(Dataset records)
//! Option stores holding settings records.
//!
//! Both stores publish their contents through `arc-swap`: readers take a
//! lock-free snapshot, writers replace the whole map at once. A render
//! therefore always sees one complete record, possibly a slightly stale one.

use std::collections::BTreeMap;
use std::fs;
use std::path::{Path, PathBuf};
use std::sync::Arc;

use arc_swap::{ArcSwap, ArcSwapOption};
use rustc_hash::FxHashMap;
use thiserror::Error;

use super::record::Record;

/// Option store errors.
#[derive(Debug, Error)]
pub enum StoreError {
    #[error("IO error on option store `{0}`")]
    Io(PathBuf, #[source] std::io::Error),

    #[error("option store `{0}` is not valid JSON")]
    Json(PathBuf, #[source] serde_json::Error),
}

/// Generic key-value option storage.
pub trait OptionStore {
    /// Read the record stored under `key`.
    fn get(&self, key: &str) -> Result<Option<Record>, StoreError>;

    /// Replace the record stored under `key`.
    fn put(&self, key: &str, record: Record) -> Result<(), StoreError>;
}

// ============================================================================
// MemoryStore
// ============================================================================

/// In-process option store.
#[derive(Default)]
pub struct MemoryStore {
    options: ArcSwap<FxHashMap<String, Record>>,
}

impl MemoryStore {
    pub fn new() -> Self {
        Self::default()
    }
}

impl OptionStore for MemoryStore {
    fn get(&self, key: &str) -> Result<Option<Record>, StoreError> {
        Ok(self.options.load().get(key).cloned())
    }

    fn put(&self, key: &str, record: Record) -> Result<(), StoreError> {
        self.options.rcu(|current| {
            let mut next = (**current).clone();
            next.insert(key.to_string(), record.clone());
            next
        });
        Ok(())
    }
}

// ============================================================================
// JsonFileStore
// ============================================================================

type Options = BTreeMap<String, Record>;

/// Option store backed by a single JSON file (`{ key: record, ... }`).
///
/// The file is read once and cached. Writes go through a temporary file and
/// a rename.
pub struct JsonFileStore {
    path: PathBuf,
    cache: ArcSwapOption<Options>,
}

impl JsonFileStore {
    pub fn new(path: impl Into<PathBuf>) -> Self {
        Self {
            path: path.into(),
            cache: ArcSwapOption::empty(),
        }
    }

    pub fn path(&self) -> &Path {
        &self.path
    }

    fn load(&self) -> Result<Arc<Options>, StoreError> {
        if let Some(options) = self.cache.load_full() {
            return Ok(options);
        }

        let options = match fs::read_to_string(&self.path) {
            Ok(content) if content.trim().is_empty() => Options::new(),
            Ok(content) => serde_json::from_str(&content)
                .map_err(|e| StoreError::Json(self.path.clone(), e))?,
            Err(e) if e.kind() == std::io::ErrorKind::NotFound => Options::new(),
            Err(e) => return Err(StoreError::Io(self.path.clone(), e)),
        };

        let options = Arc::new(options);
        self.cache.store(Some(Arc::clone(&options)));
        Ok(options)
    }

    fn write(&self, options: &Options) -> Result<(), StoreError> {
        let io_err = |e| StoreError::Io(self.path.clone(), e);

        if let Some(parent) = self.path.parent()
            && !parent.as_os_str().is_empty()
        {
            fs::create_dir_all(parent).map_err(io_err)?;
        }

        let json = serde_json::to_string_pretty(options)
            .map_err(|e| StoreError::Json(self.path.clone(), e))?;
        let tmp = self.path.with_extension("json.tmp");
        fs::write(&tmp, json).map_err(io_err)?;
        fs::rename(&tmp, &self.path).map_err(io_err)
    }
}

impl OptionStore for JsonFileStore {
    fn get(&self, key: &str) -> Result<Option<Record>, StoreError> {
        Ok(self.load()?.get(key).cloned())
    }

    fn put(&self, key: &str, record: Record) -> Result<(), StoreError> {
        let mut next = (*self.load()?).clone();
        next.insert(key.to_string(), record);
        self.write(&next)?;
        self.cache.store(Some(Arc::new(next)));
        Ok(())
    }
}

Problem
Repeat each record word for word.

Output of the exercise
//! Option stores holding settings records.
//!
//! Both stores publish their contents through `arc-swap`: readers take a
//! lock-free snapshot, writers replace the whole map at once. A render
//! therefore always sees one complete record, possibly a slightly stale one.

use std::collections::BTreeMap;
use std::fs;
use std::path::{Path, PathBuf};
use std::sync::Arc;

use arc_swap::{ArcSwap, ArcSwapOption};
use rustc_hash::FxHashMap;
use thiserror::Error;

use super::record::Record;

/// Option store errors.
#[derive(Debug, Error)]
pub enum StoreError {
    #[error("IO error on option store `{0}`")]
    Io(PathBuf, #[source] std::io::Error),

    #[error("option store `{0}` is not valid JSON")]
    Json(PathBuf, #[source] serde_json::Error),
}

/// Generic key-value option storage.
pub trait OptionStore {
    /// Read the record stored under `key`.
    fn get(&self, key: &str) -> Result<Option<Record>, StoreError>;

    /// Replace the record stored under `key`.
    fn put(&self, key: &str, record: Record) -> Result<(), StoreError>;
}

// ============================================================================
// MemoryStore
// ============================================================================

/// In-process option store.
#[derive(Default)]
pub struct MemoryStore {
    options: ArcSwap<FxHashMap<String, Record>>,
}

impl MemoryStore {
    pub fn new() -> Self {
        Self::default()
    }
}

impl OptionStore for MemoryStore {
    fn get(&self, key: &str) -> Result<Option<Record>, StoreError> {
        Ok(self.options.load().get(key).cloned())
    }

    fn put(&self, key: &str, record: Record) -> Result<(), StoreError> {
        self.options.rcu(|current| {
            let mut next = (**current).clone();
            next.insert(key.to_string(), record.clone());
            next
        });
        Ok(())
    }
}

// ============================================================================
// JsonFileStore
// ============================================================================

type Options = BTreeMap<String, Record>;

/// Option store backed by a single JSON file (`{ key: record, ... }`).
///
/// The file is read once and cached. Writes go through a temporary file and
/// a rename.
pub struct JsonFileStore {
    path: PathBuf,
    cache: ArcSwapOption<Options>,
}

impl JsonFileStore {
    pub fn new(path: impl Into<PathBuf>) -> Self {
        Self {
            path: path.into(),
            cache: ArcSwapOption::empty(),
        }
    }

    pub fn path(&self) -> &Path {
        &self.path
    }

    fn load(&self) -> Result<Arc<Options>, StoreError> {
        if let Some(options) = self.cache.load_full() {
            return Ok(options);
        }

        let options = match fs::read_to_string(&self.path) {
            Ok(content) if content.trim().is_empty() => Options::new(),
            Ok(content) => serde_json::from_str(&content)
                .map_err(|e| StoreError::Json(self.path.clone(), e))?,
            Err(e) if e.kind() == std::io::ErrorKind::NotFound => Options::new(),
            Err(e) => return Err(StoreError::Io(self.path.clone(), e)),
        };

        let options = Arc::new(options);
        self.cache.store(Some(Arc::clone(&options)));
        Ok(options)
    }

    fn write(&self, options: &Options) -> Result<(), StoreError> {
        let io_err = |e| StoreError::Io(self.path.clone(), e);

        if let Some(parent) = self.path.parent()
            && !parent.as_os_str().is_empty()
        {
            fs::create_dir_all(parent).map_err(io_err)?;
        }

        let json = serde_json::to_string_pretty(options)
            .map_err(|e| StoreError::Json(self.path.clone(), e))?;
        let tmp = self.path.with_extension("json.tmp");
        fs::write(&tmp, json).map_err(io_err)?;
        fs::rename(&tmp, &self.path).map_err(io_err)
    }
}

impl OptionStore for JsonFileStore {
    fn get(&self, key: &str) -> Result<Option<Record>, StoreError> {
        Ok(self.load()?.get(key).cloned())
    }

    fn put(&self, key: &str, record: Record) -> Result<(), StoreError> {
        let mut next = (*self.load()?).clone();
        next.insert(key.to_string(), record);
        self.write(&next)?;
        self.cache.store(Some(Arc::new(next)));
        Ok(())
    }
}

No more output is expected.